Japanese singer-songwriter

Milet (ミレイ, Mirei) is a Japanese singer, songwriter, and actress. She made her major debut in 2019 with Inside You EP. The EP peaked at number 16 on the Oricon Albums Chart. After releasing five EPs, she released first studio album Eyes in 2020. The album hit number one on both Oricon and Japan's Billboard chart, certified gold by the Recording Industry Association of Japan for sales of 100,000.

==Career==
Milet is a Tokyo-based Japanese singer-songwriter. She started her career in 2018.

On March 6, 2019, her first live show, Milet Special Show Case @Billboard-Live Tokyo, was held at Billboard Live Tokyo. In that same year, several of her songs were featured in various media. Her songs "Us" and "Again and Again" were used as the openings for Japanese TV dramas Gisou Furin and Joker x Face respectively, while her songs "Drown", and "Prover"/"Tell me" were used as the second ending theme for the anime series adaptation of Vinland Saga and Fate/Grand Order – Absolute Demonic Front: Babylonia, respectively.

On June 3, 2020, Milet released her debut album Eyes, which hit number one on Oricon Albums Chart. She collaborated on the album with guitarist Toru of One OK Rock and Man with a Mission member Kamikaze Boy.

Starting from October 4, 2020, Milet became a DJ host for the radio series Music Freaks, streaming every Sunday from 22:00 to 24:00 (JST) on the Osaka radio station FM802 from a studio in Minami-morimachi. The radio broadcasts are stated to last one year.

Her single "Ordinary Days" was used as the ending theme for the live-action drama adaptation of Police in a Pod, which aired from July 7 to September 15, 2021.

On November 12, 2020, the song "Who I Am" premiered on YouTube and was subsequently featured as the title track of her sixth mini-album, which released on December 2, 2020. "Who I Am" and the song "The Hardest" were both respectively used as the opening and ending themes of the Japanese television drama Shichinin no Hisho.

Milet debut in the popular annual TV music show, 71st NHK Kōhaku Uta Gassen, on 31 December 2020 with the song "Inside You".

On August 8, 2021, she performed at the closing ceremony of the 2020 Tokyo Olympics.

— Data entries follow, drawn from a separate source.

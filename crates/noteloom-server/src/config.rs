use std::path::PathBuf;

use thiserror::Error;

/// Placeholder JWT secrets that MUST NOT be used.
const PLACEHOLDER_SECRETS: &[&str] = &[
    "change-me-to-a-random-string",
    "dev-secret-change-me",
];

#[derive(Debug, Error, PartialEq, Eq)]
pub enum ConfigError {
    #[error("NOTELOOM_JWT_SECRET is unset or still a placeholder")]
    InsecureSecret,

    #[error("{var} has invalid value '{value}'")]
    Invalid { var: &'static str, value: String },
}

#[derive(Debug, Clone)]
pub struct Config {
    pub jwt_secret: String,
    pub db_path: PathBuf,
    pub host: String,
    pub port: u16,
    pub notes_per_page: u32,
    pub token_ttl_hours: i64,
    /// Requests per user per minute on authenticated routes; 0 disables.
    pub rate_limit_per_minute: u32,
}

impl Config {
    pub fn from_env() -> Result<Self, ConfigError> {
        Self::from_lookup(|var| std::env::var(var).ok())
    }

    pub fn from_lookup<F>(lookup: F) -> Result<Self, ConfigError>
    where
        F: Fn(&str) -> Option<String>,
    {
        let jwt_secret = lookup("NOTELOOM_JWT_SECRET").unwrap_or_default();
        if jwt_secret.is_empty() || PLACEHOLDER_SECRETS.contains(&jwt_secret.as_str()) {
            return Err(ConfigError::InsecureSecret);
        }

        let notes_per_page: u32 = parse_or(&lookup, "NOTELOOM_NOTES_PER_PAGE", 6)?;
        if notes_per_page == 0 {
            return Err(ConfigError::Invalid {
                var: "NOTELOOM_NOTES_PER_PAGE",
                value: "0".into(),
            });
        }

        Ok(Self {
            jwt_secret,
            db_path: lookup("NOTELOOM_DB_PATH")
                .unwrap_or_else(|| "noteloom.db".into())
                .into(),
            host: lookup("NOTELOOM_HOST").unwrap_or_else(|| "0.0.0.0".into()),
            port: parse_or(&lookup, "NOTELOOM_PORT", 3000)?,
            notes_per_page,
            token_ttl_hours: parse_or(&lookup, "NOTELOOM_TOKEN_TTL_HOURS", 720)?, // 30 days
            rate_limit_per_minute: parse_or(&lookup, "NOTELOOM_RATE_LIMIT_PER_MINUTE", 60)?,
        })
    }
}

fn parse_or<F, T>(lookup: &F, var: &'static str, default: T) -> Result<T, ConfigError>
where
    F: Fn(&str) -> Option<String>,
    T: std::str::FromStr,
{
    match lookup(var) {
        Some(value) => value.trim().parse().map_err(|_| ConfigError::Invalid { var, value }),
        None => Ok(default),
    }
}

She covered the song "Hymne à l'amour", originally sung by Edith Piaf. On November 18, 2021, she represented Japan in the 10th Asia-Pacific Broadcasting Union (ABU) TV Song Festival, performing her first big hit "Inside You" remotely. On December 31, 2021, she participated in the "NHK Kōhaku Uta Gassen" for the second consecutive year, performing "Fly High."

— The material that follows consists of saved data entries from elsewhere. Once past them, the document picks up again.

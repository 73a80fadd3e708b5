use serde::{Deserialize, Serialize};

use crate::sort::{InvalidSortOption, SortOption};

/// Raw list parameters as they arrive in a URL query string.
///
/// `page` stays text so a hand-edited link (`page=`, `page=abc`) still
/// reaches `ListState::from_query`, which falls back to page 1.
#[derive(Debug, Clone, Default, Deserialize)]
pub struct ListQuery {
    pub search: Option<String>,
    pub sort: Option<String>,
    pub page: Option<String>,
}

/// Page-level state of the notes list: search text, sort choice and page.
///
/// Every mutation is followed by a re-render from this state. Changing the
/// search text or the sort resets the page to 1.
#[derive(Debug, Clone, PartialEq, Eq)]
pub struct ListState {
    search: String,
    sort: SortOption,
    page: u32,
}

impl Default for ListState {
    fn default() -> Self {
        Self {
            search: String::new(),
            sort: SortOption::default(),
            page: 1,
        }
    }
}

impl ListState {
    pub fn new() -> Self {
        Self::default()
    }

    /// Build state from URL parameters. An unknown `sort` token is an error.
    pub fn from_query(query: &ListQuery) -> Result<Self, InvalidSortOption> {
        let sort = match query.sort.as_deref() {
            Some(token) => SortOption::parse(token)?,
            None => SortOption::default(),
        };

        Ok(Self {
            search: query.search.clone().unwrap_or_default(),
            sort,
            page: query.page.as_deref().map_or(1, parse_page),
        })
    }

    pub fn search(&self) -> &str {
        &self.search
    }

    pub fn sort(&self) -> SortOption {
        self.sort
    }

    pub fn page(&self) -> u32 {
        self.page
    }

    pub fn set_search(&mut self, text: impl Into<String>) {
        self.search = text.into();
        self.page = 1;
    }

    pub fn set_sort(&mut self, sort: SortOption) {
        self.sort = sort;
        self.page = 1;
    }

    pub fn go_to_page(&mut self, page: u32) {
        self.page = page.max(1);
    }

    /// Copy of this state pointing at another page.
    pub fn with_page(&self, page: u32) -> Self {
        let mut next = self.clone();
        next.go_to_page(page);
        next
    }

    /// Shareable query string for this state. Default values are omitted, so
    /// the initial state renders as an empty string.
    pub fn to_query_string(&self) -> String {
        let mut serializer = url::form_urlencoded::Serializer::new(String::new());

        let search = self.search.trim();
        if !search.is_empty() {
            serializer.append_pair("search", search);
        }
        if self.sort != SortOption::default() {
            serializer.append_pair("sort", self.sort.as_str());
        }
        if self.page > 1 {
            serializer.append_pair("page", &self.page.to_string());
        }

        serializer.finish()
    }
}

/// Lenient page number: anything that is not a positive integer is page 1.
fn parse_page(raw: &str) -> u32 {
    raw.trim().parse::<u32>().map_or(1, |page| page.max(1))
}

/// Counts describing a filtered note listing.
#[derive(Debug, Clone, PartialEq, Eq, Serialize, Deserialize)]
pub struct NoteStatistics {
    /// All notes of the user, search ignored.
    pub total: u64,
    /// Notes matching the current filters.
    pub filtered: u64,
    /// Important notes matching the current filters.
    pub important: u64,
    pub has_search: bool,
    pub search_text: String,
    pub sort_by: SortOption,
}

On April 22, 2022, Milet released a teaser lyric video for a new single entitled "Walkin' in My Lane", which serves as the theme song to the live-action drama adaptation of the manga Yangotonaki Ichizoku. It was pre-released on streaming services on April 29, and was fully released on May 25, 2022, along with "Love When I Cry" and "My Dreams Are Made of Hell."

On September 29, 2023, Milet released her single "Anytime Anywhere", which was used as the ending theme for season one of the anime adaptation of Frieren: Beyond Journey's End. Her song "Bliss," from the same EP, was used as the special ending theme for the two hour special premieres of the two cours of the anime.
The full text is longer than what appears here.